/KLSE_LTSM_Autoencoder

This project uses historical data of Kuala Lumpur Stock Exchange to identify trade anomalies using LTSM

Primary LanguageJupyter Notebook

An LSTM (Long Short-Term Memory) Autoencoder is a type of neural network architecture used for unsupervised learning tasks, particularly in the context of sequence data like time series. An LSTM Autoencoder is a powerful tool for learning representations of sequential data and detecting anomalies in time series data. By leveraging the capabilities of LSTM networks to capture long-term dependencies and the reconstruction framework of autoencoders, it can effectively model complex temporal patterns and identify deviations from normal behavior.

  1. Autoencoder:

    • An autoencoder is a neural network designed to learn efficient representations of input data, typically by encoding the input into a lower-dimensional space and then reconstructing the original input from this encoding. It consists of an encoder and a decoder.
    • The encoder compresses the input data into a latent space representation, capturing the most important features of the input.
    • The decoder then reconstructs the original input data from the latent space representation, aiming to minimize the reconstruction error.
  2. LSTM (Long Short-Term Memory):

    • LSTM is a type of recurrent neural network (RNN) architecture that is well-suited for processing and predicting sequences of data, thanks to its ability to capture long-term dependencies and remember information over long time intervals.
    • Unlike traditional RNNs, which suffer from the vanishing gradient problem and have difficulty learning long-range dependencies, LSTM networks incorporate a memory cell and sophisticated gating mechanisms (input gate, forget gate, and output gate) to regulate the flow of information.
    • The memory cell enables LSTM networks to selectively remember or forget information from previous time steps, making them effective for modeling sequential data with long-range dependencies.
  3. LSTM Autoencoder:

    • An LSTM Autoencoder combines the principles of both LSTM networks and autoencoders to learn efficient representations of sequential data.
    • In the context of anomaly detection in time series data, an LSTM Autoencoder is trained to reconstruct normal patterns in the data. During training, it learns to encode the input time series into a latent space representation using an LSTM encoder. The decoder then attempts to reconstruct the original time series data from this latent representation. The model is trained to minimize the reconstruction error, which measures the discrepancy between the input and the reconstructed output.
  4. Anomaly Detection:

    • Once the LSTM Autoencoder is trained on normal data, it can be used for anomaly detection. During inference, the model is fed unseen data, and the reconstruction error for each data point is computed.
    • Anomalies are detected based on significant deviations between the original input and the reconstructed output. If the reconstruction error exceeds a predefined threshold, it indicates that the model is unable to accurately reconstruct the input, suggesting the presence of an anomaly in the data.
    • Anomalies are often rare and unexpected events or patterns that deviate from the norm. By identifying these anomalies, the LSTM Autoencoder can help detect unusual behavior or occurrences in the time series data, which may require further investigation or intervention.

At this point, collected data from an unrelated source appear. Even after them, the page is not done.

//! Track record CRUD operations.

use crate::error::DatabaseError;
use crate::{Error, Result};

use super::{Database, DownloadRecord, RecordStatus, TrackRecord};

const RECORD_COLUMNS: &str = "id, query, artist, title, album, image_url, status, created_at";

// Binds: status twice, then the search pattern four times
const FILTER: &str = "(? IS NULL OR status = ?) \
    AND (? IS NULL OR title LIKE ? OR artist LIKE ? OR album LIKE ?)";

impl Database {
    /// Whether `query` has a completed record
    pub async fn is_downloaded(&self, query: &str) -> Result<bool> {
        let found: Option<i64> =
            sqlx::query_scalar("SELECT 1 FROM downloads WHERE query = ? AND status = ? LIMIT 1")
                .bind(query)
                .bind(RecordStatus::Completed.as_str())
                .fetch_optional(&self.pool)
                .await
                .map_err(|e| {
                    Error::Database(DatabaseError::QueryFailed(format!(
                        "Failed to check download status: {}",
                        e
                    )))
                })?;

        Ok(found.is_some())
    }

    /// Upsert `record` as completed
    ///
    /// An existing row for the same query is promoted to completed, its
    /// metadata replaced and its `created_at` moved to now, so a promoted
    /// record lists as newest. A missing `image_url` keeps the previously
    /// stored one. Returns whether a row was written.
    pub async fn record_completed(&self, record: &TrackRecord) -> Result<bool> {
        let now = chrono::Utc::now().timestamp();

        let result = sqlx::query(
            r#"
            INSERT INTO downloads (query, artist, title, album, image_url, status, created_at)
            VALUES (?, ?, ?, ?, ?, ?, ?)
            ON CONFLICT(query) DO UPDATE SET
                artist = excluded.artist,
                title = excluded.title,
                album = excluded.album,
                image_url = COALESCE(excluded.image_url, downloads.image_url),
                status = excluded.status,
                created_at = excluded.created_at
            "#,
        )
        .bind(&record.query)
        .bind(&record.artist)
        .bind(&record.title)
        .bind(&record.album)
        .bind(&record.image_url)
        .bind(RecordStatus::Completed.as_str())
        .bind(now)
        .execute(&self.pool)
        .await
        .map_err(|e| {
            Error::Database(DatabaseError::QueryFailed(format!(
                "Failed to record completed download: {}",
                e
            )))
        })?;

        Ok(result.rows_affected() > 0)
    }

    /// Insert `record` as pending unless the query is already known
    ///
    /// Returns true if a new row was created.
    pub async fn record_pending(&self, record: &TrackRecord) -> Result<bool> {
        let now = chrono::Utc::now().timestamp();

        let result = sqlx::query(
            r#"
            INSERT INTO downloads (query, artist, title, album, image_url, status, created_at)
            VALUES (?, ?, ?, ?, ?, ?, ?)
            ON CONFLICT(query) DO NOTHING
            "#,
        )
        .bind(&record.query)
        .bind(&record.artist)
        .bind(&record.title)
        .bind(&record.album)
        .bind(&record.image_url)
        .bind(RecordStatus::Pending.as_str())
        .bind(now)
        .execute(&self.pool)
        .await
        .map_err(|e| {
            Error::Database(DatabaseError::QueryFailed(format!(
                "Failed to record pending download: {}",
                e
            )))
        })?;

        Ok(result.rows_affected() > 0)
    }

    /// Get the record for `query`
    pub async fn get_record(&self, query: &str) -> Result<Option<DownloadRecord>> {
        let sql = format!("SELECT {RECORD_COLUMNS} FROM downloads WHERE query = ?");
        let row = sqlx::query_as::<_, DownloadRecord>(&sql)
            .bind(query)
            .fetch_optional(&self.pool)
            .await
            .map_err(|e| {
                Error::Database(DatabaseError::QueryFailed(format!(
                    "Failed to get download record: {}",
                    e
                )))
            })?;

        Ok(row)
    }

    /// Status of the record for `query`, if one exists
    pub async fn get_status(&self, query: &str) -> Result<Option<RecordStatus>> {
        Ok(self
            .get_record(query)
            .await?
            .map(|record| record.record_status()))
    }

    /// All pending records, oldest first
    pub async fn list_pending(&self) -> Result<Vec<DownloadRecord>> {
        let sql = format!(
            "SELECT {RECORD_COLUMNS} FROM downloads WHERE status = ? ORDER BY created_at ASC, id ASC"
        );
        let rows = sqlx::query_as::<_, DownloadRecord>(&sql)
            .bind(RecordStatus::Pending.as_str())
            .fetch_all(&self.pool)
            .await
            .map_err(|e| {
                Error::Database(DatabaseError::QueryFailed(format!(
                    "Failed to list pending downloads: {}",
                    e
                )))
            })?;

        Ok(rows)
    }

    /// One page of records, newest first
    ///
    /// `page` is 1-based; page 0 is treated as page 1. `search` matches a
    /// substring of title, artist or album; a blank term matches everything.
    pub async fn list_records(
        &self,
        page: u32,
        limit: u32,
        status: Option<RecordStatus>,
        search: Option<&str>,
    ) -> Result<Vec<DownloadRecord>> {
        let offset = i64::from(page.max(1) - 1) * i64::from(limit);
        let status = status.map(|s| s.as_str());
        let pattern = search_pattern(search);

        let sql = format!(
            r#"
            SELECT {RECORD_COLUMNS}
            FROM downloads
            WHERE {FILTER}
            ORDER BY created_at DESC, id DESC
            LIMIT ? OFFSET ?
            "#
        );
        let rows = sqlx::query_as::<_, DownloadRecord>(&sql)
            .bind(status)
            .bind(status)
            .bind(&pattern)
            .bind(&pattern)
            .bind(&pattern)
            .bind(&pattern)
            .bind(i64::from(limit))
            .bind(offset)
            .fetch_all(&self.pool)
            .await
            .map_err(|e| {
                Error::Database(DatabaseError::QueryFailed(format!(
                    "Failed to list download records: {}",
                    e
                )))
            })?;

        Ok(rows)
    }

    /// Number of records matching the same filters as [`list_records`](Self::list_records)
    pub async fn count_records(
        &self,
        status: Option<RecordStatus>,
        search: Option<&str>,
    ) -> Result<u64> {
        let status = status.map(|s| s.as_str());
        let pattern = search_pattern(search);

        let sql = format!("SELECT COUNT(*) FROM downloads WHERE {FILTER}");
        let count: i64 = sqlx::query_scalar(&sql)
            .bind(status)
            .bind(status)
            .bind(&pattern)
            .bind(&pattern)
            .bind(&pattern)
            .bind(&pattern)
            .fetch_one(&self.pool)
            .await
            .map_err(|e| {
                Error::Database(DatabaseError::QueryFailed(format!(
                    "Failed to count download records: {}",
                    e
                )))
            })?;

        Ok(count.max(0) as u64)
    }
}

/// LIKE pattern for a search term, or `None` when there is nothing to match
fn search_pattern(search: Option<&str>) -> Option<String> {
    search
        .map(str::trim)
        .filter(|term| !term.is_empty())
        .map(|term| format!("%{term}%"))
}
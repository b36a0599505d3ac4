//! Core types for trackfetch

use serde::{Deserialize, Serialize};
use std::path::PathBuf;
use utoipa::ToSchema;

/// Fallback artist written when neither caller nor acquirer supplied one
pub const UNKNOWN_ARTIST: &str = "Unknown Artist";
/// Fallback title written when neither caller nor acquirer supplied one
pub const UNKNOWN_TITLE: &str = "Unknown Title";
/// Fallback album written when neither caller nor acquirer supplied one
pub const UNKNOWN_ALBUM: &str = "Unknown Album";

/// Lifecycle status of an in-memory download job
///
/// `Queued -> Downloading -> {Completed | Skipped | Failed}`. The three
/// right-hand states are terminal and evict the job from the registry.
#[derive(Clone, Copy, Debug, PartialEq, Eq, Hash, Serialize, Deserialize, ToSchema)]
#[serde(rename_all = "lowercase")]
pub enum JobStatus {
    /// Waiting for a free worker
    Queued,
    /// Owned by a worker and moving through the pipeline
    Downloading,
    /// Tagged, published and recorded
    Completed,
    /// Already completed by an earlier run
    Skipped,
    /// A pipeline step failed
    Failed,
}

impl JobStatus {
    /// Whether this status ends the job's life in the registry
    pub fn is_terminal(&self) -> bool {
        matches!(
            self,
            JobStatus::Completed | JobStatus::Skipped | JobStatus::Failed
        )
    }

    /// Lowercase name as it appears on the wire
    pub fn as_str(&self) -> &'static str {
        match self {
            JobStatus::Queued => "queued",
            JobStatus::Downloading => "downloading",
            JobStatus::Completed => "completed",
            JobStatus::Skipped => "skipped",
            JobStatus::Failed => "failed",
        }
    }
}

impl std::fmt::Display for JobStatus {
    fn fmt(&self, f: &mut std::fmt::Formatter<'_>) -> std::fmt::Result {
        f.write_str(self.as_str())
    }
}

/// Submission for one track
///
/// `query` is the identity key (commonly `"Artist - Title"`); the remaining
/// fields are hints that take precedence over whatever the acquirer reports.
#[derive(Clone, Debug, Default, PartialEq, Eq, Serialize, Deserialize, ToSchema)]
pub struct DownloadRequest {
    /// Canonical track query, used for dedup and search
    pub query: String,

    /// Artist name
    #[serde(default, skip_serializing_if = "Option::is_none")]
    pub artist: Option<String>,

    /// Track title
    #[serde(default, skip_serializing_if = "Option::is_none")]
    pub title: Option<String>,

    /// Album name
    #[serde(default, skip_serializing_if = "Option::is_none")]
    pub album: Option<String>,

    /// Remote cover-art URL
    #[serde(default, alias = "image", skip_serializing_if = "Option::is_none")]
    pub image_url: Option<String>,
}

impl DownloadRequest {
    /// Request with only a query
    pub fn new(query: impl Into<String>) -> Self {
        Self {
            query: query.into(),
            ..Default::default()
        }
    }

    /// Set the artist hint
    pub fn artist(mut self, artist: impl Into<String>) -> Self {
        self.artist = Some(artist.into());
        self
    }

    /// Set the title hint
    pub fn title(mut self, title: impl Into<String>) -> Self {
        self.title = Some(title.into());
        self
    }

    /// Set the album hint
    pub fn album(mut self, album: impl Into<String>) -> Self {
        self.album = Some(album.into());
        self
    }

    /// Set the cover-art URL
    pub fn image_url(mut self, url: impl Into<String>) -> Self {
        self.image_url = Some(url.into());
        self
    }
}

/// One in-flight request to acquire, tag, and publish a single track
///
/// The identity (`query`) and the caller hints are fixed at construction.
/// Status and the resolved metadata change only through the registry.
#[derive(Clone, Debug, PartialEq, Eq)]
pub struct DownloadJob {
    query: String,
    hints: TrackMetadata,
    resolved: Option<ResolvedMetadata>,
    image_url: Option<String>,
    status: JobStatus,
}

impl DownloadJob {
    /// Build a `Queued` job from a submission
    pub fn new(request: DownloadRequest) -> Self {
        Self {
            query: request.query,
            hints: TrackMetadata {
                artist: request.artist,
                title: request.title,
                album: request.album,
            },
            resolved: None,
            image_url: request.image_url,
            status: JobStatus::Queued,
        }
    }

    /// Identity key
    pub fn query(&self) -> &str {
        &self.query
    }

    /// Caller-supplied metadata
    pub fn hints(&self) -> &TrackMetadata {
        &self.hints
    }

    /// Cover-art URL, if any
    pub fn image_url(&self) -> Option<&str> {
        self.image_url.as_deref()
    }

    /// Current status
    pub fn status(&self) -> JobStatus {
        self.status
    }

    pub(crate) fn set_status(&mut self, status: JobStatus) {
        self.status = status;
    }

    pub(crate) fn set_resolved(&mut self, metadata: ResolvedMetadata) {
        self.resolved = Some(metadata);
    }

    /// Point-in-time copy for status polling
    ///
    /// Shows the caller hints until acquisition resolves the effective
    /// metadata, and the resolved values after that.
    pub fn view(&self) -> JobView {
        let (artist, title, album) = match &self.resolved {
            Some(m) => (
                Some(m.artist.clone()),
                Some(m.title.clone()),
                Some(m.album.clone()),
            ),
            None => (
                self.hints.artist.clone(),
                self.hints.title.clone(),
                self.hints.album.clone(),
            ),
        };
        JobView {
            query: self.query.clone(),
            artist,
            title,
            album,
            status: self.status,
        }
    }
}

/// Snapshot of a job as exposed to pollers
#[derive(Clone, Debug, PartialEq, Eq, Serialize, Deserialize, ToSchema)]
pub struct JobView {
    /// Identity key
    pub query: String,
    /// Artist hint, or the resolved artist once acquired
    pub artist: Option<String>,
    /// Title hint, or the resolved title once acquired
    pub title: Option<String>,
    /// Album hint, or the resolved album once acquired
    pub album: Option<String>,
    /// Status at the moment of the snapshot
    pub status: JobStatus,
}

/// Result of a submission
#[derive(Clone, Copy, Debug, PartialEq, Eq, Serialize, Deserialize, ToSchema)]
#[serde(rename_all = "lowercase")]
pub enum SubmissionStatus {
    /// Accepted and pushed to the queue
    Queued,
    /// Rejected because the same query is already queued or downloading
    Skipped,
}

/// Response to `queue_download`
#[derive(Clone, Debug, PartialEq, Eq, Serialize, Deserialize, ToSchema)]
pub struct QueueOutcome {
    /// Whether the job was queued or skipped as a duplicate
    pub status: SubmissionStatus,
    /// The submitted query
    pub query: String,
}

impl QueueOutcome {
    /// Outcome for an accepted submission
    pub fn queued(query: impl Into<String>) -> Self {
        Self {
            status: SubmissionStatus::Queued,
            query: query.into(),
        }
    }

    /// Outcome for a duplicate submission
    pub fn skipped(query: impl Into<String>) -> Self {
        Self {
            status: SubmissionStatus::Skipped,
            query: query.into(),
        }
    }
}

/// Partially known track metadata
#[derive(Clone, Debug, Default, PartialEq, Eq, Serialize, Deserialize, ToSchema)]
pub struct TrackMetadata {
    /// Artist name
    pub artist: Option<String>,
    /// Track title
    pub title: Option<String>,
    /// Album name
    pub album: Option<String>,
}

impl TrackMetadata {
    /// Fill blanks in `self` from `fallback`, then fill remaining blanks with
    /// the `Unknown ...` placeholders
    ///
    /// Empty or whitespace-only values count as missing.
    pub fn resolve(&self, fallback: &TrackMetadata) -> ResolvedMetadata {
        fn pick(primary: &Option<String>, secondary: &Option<String>, default: &str) -> String {
            [primary, secondary]
                .into_iter()
                .flatten()
                .map(|v| v.trim())
                .find(|v| !v.is_empty())
                .unwrap_or(default)
                .to_string()
        }

        ResolvedMetadata {
            artist: pick(&self.artist, &fallback.artist, UNKNOWN_ARTIST),
            title: pick(&self.title, &fallback.title, UNKNOWN_TITLE),
            album: pick(&self.album, &fallback.album, UNKNOWN_ALBUM),
        }
    }
}

/// Effective metadata written into tags and used for the canonical path
#[derive(Clone, Debug, PartialEq, Eq, Serialize, Deserialize, ToSchema)]
pub struct ResolvedMetadata {
    /// Artist name
    pub artist: String,
    /// Track title
    pub title: String,
    /// Album name
    pub album: String,
}

/// Pipeline step a job failed in
#[derive(Clone, Copy, Debug, PartialEq, Eq, Serialize, Deserialize, ToSchema)]
#[serde(rename_all = "snake_case")]
pub enum Stage {
    /// Idempotency re-check against the store
    Check,
    /// Audio acquisition
    Acquire,
    /// Tag rewrite
    Tag,
    /// Move into the library
    Publish,
    /// Completion record
    Record,
}

/// Why a worker skipped a job
#[derive(Clone, Copy, Debug, PartialEq, Eq, Serialize, Deserialize, ToSchema)]
#[serde(rename_all = "snake_case")]
pub enum SkipReason {
    /// The store already has a completed record for the query
    AlreadyDownloaded,
}

/// Event emitted by the downloader
///
/// Per job, events follow the state machine; the terminal event is sent
/// before the job leaves the registry.
#[derive(Clone, Debug, Serialize, Deserialize, ToSchema)]
#[serde(tag = "type", rename_all = "snake_case")]
pub enum Event {
    /// Job accepted into the queue
    Queued {
        /// Job query
        query: String,
    },

    /// A worker picked the job up
    Downloading {
        /// Job query
        query: String,
    },

    /// Track published and recorded
    Completed {
        /// Job query
        query: String,
        /// Canonical location of the published file
        #[schema(value_type = String)]
        path: PathBuf,
    },

    /// Worker skipped the job
    Skipped {
        /// Job query
        query: String,
        /// Reason for skipping
        reason: SkipReason,
    },

    /// Job failed
    Failed {
        /// Job query
        query: String,
        /// Step that failed
        stage: Stage,
        /// Error message
        error: String,
    },

    /// Cover art could not be fetched; the job continues without it
    CoverArtUnavailable {
        /// Job query
        query: String,
        /// Requested image URL
        url: String,
        /// Error message
        error: String,
    },

    /// Downloader is shutting down
    Shutdown,
}
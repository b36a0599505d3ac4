//! Common test utilities for trackfetch integration tests

#[allow(dead_code)]
pub mod assertions;
#[allow(dead_code)]
pub mod fixtures;

#[allow(unused_imports)]
pub use assertions::*;
#[allow(unused_imports)]
pub use fixtures::*;
//! OpenAPI documentation and schema generation
//!
//! The OpenAPI document is generated at compile time with utoipa.

use utoipa::OpenApi;

/// OpenAPI documentation for the trackfetch REST API
///
/// The document is served at:
/// - `/api/v1/openapi.json` - JSON format OpenAPI specification
/// - `/swagger-ui` - Interactive Swagger UI documentation
#[derive(OpenApi)]
#[openapi(
    info(
        title = "trackfetch REST API",
        version = "0.1.0",
        description = "Queue track downloads, poll active jobs and browse the downloaded library",
        license(
            name = "MIT OR Apache-2.0"
        )
    ),
    servers(
        (url = "http://localhost:8000/api/v1", description = "Local development server")
    ),
    paths(
        // Downloads
        crate::api::routes::queue_download,
        crate::api::routes::queue_all_pending,
        crate::api::routes::list_jobs,
        crate::api::routes::job_stream,
        crate::api::routes::list_records,

        // System
        crate::api::routes::health_check,
        crate::api::routes::openapi_spec,
        crate::api::routes::event_stream,
    ),
    components(schemas(
        // Core types from types.rs
        crate::types::DownloadRequest,
        crate::types::QueueOutcome,
        crate::types::SubmissionStatus,
        crate::types::JobStatus,
        crate::types::JobView,
        crate::types::Stage,
        crate::types::SkipReason,
        crate::types::Event,

        // API request/response types from routes
        crate::api::routes::QueueAllResponse,
        crate::api::routes::RecordInfo,
        crate::api::routes::RecordsPage,

        // Error types from error.rs
        crate::error::ApiError,
        crate::error::ErrorDetail,
    )),
    tags(
        (name = "downloads", description = "Submit tracks, poll active jobs, list downloaded records"),
        (name = "system", description = "System endpoints - Health checks, OpenAPI spec, events"),
    )
)]
pub struct ApiDoc;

Anomaly Detection in Time Series Data using LSTM Autoencoder

This repository contains code for detecting anomalies in time series data using an LSTM Autoencoder model. The code is written in Python and utilizes various libraries such as TensorFlow, pandas, NumPy, Matplotlib, seaborn, and scikit-learn.

Goal

The goal of this project is to develop an LSTM Autoencoder model to identify anomalies in time series data. Anomalies refer to data points or patterns that deviate significantly from the norm, indicating potential abnormalities or unusual events in the data.

Dependencies

The code relies on the following Python libraries:

  • numpy
  • tensorflow
  • pandas
  • seaborn
  • matplotlib
  • scikit-learn

These dependencies can be installed using the provided requirements.txt file.

Usage

  1. Data Preprocessing: The provided code assumes that the time series data is stored in a CSV file named KLSE.csv. You can replace this with your own dataset. The data is then preprocessed, including cleaning and standardization.

  2. LSTM Autoencoder Model: An LSTM Autoencoder model is designed and trained using TensorFlow's Keras API. This model is trained to reconstruct the input time series data and detect anomalies based on the reconstruction error.

  3. Anomaly Detection: After training the model, anomalies are detected by comparing the reconstruction error of the test data with a predefined threshold. Data points with reconstruction error exceeding the threshold are considered anomalies.

  4. Visualization: Finally, the detected anomalies are visualized alongside the original time series data using Matplotlib.

Running the Code

To run the code:

  1. Install the dependencies listed in the requirements.txt file.
  2. Replace the KLSE.csv file with your own time series data.
  3. Execute the provided Python script.

Example

The provided code demonstrates the entire process of anomaly detection in time series data using an LSTM Autoencoder model. It includes data preprocessing, model training, anomaly detection, and visualization.

License

This project is licensed

under the MIT License. Feel free to use, modify, and distribute the code for your own purposes. If you find it helpful, consider giving credit to the original authors.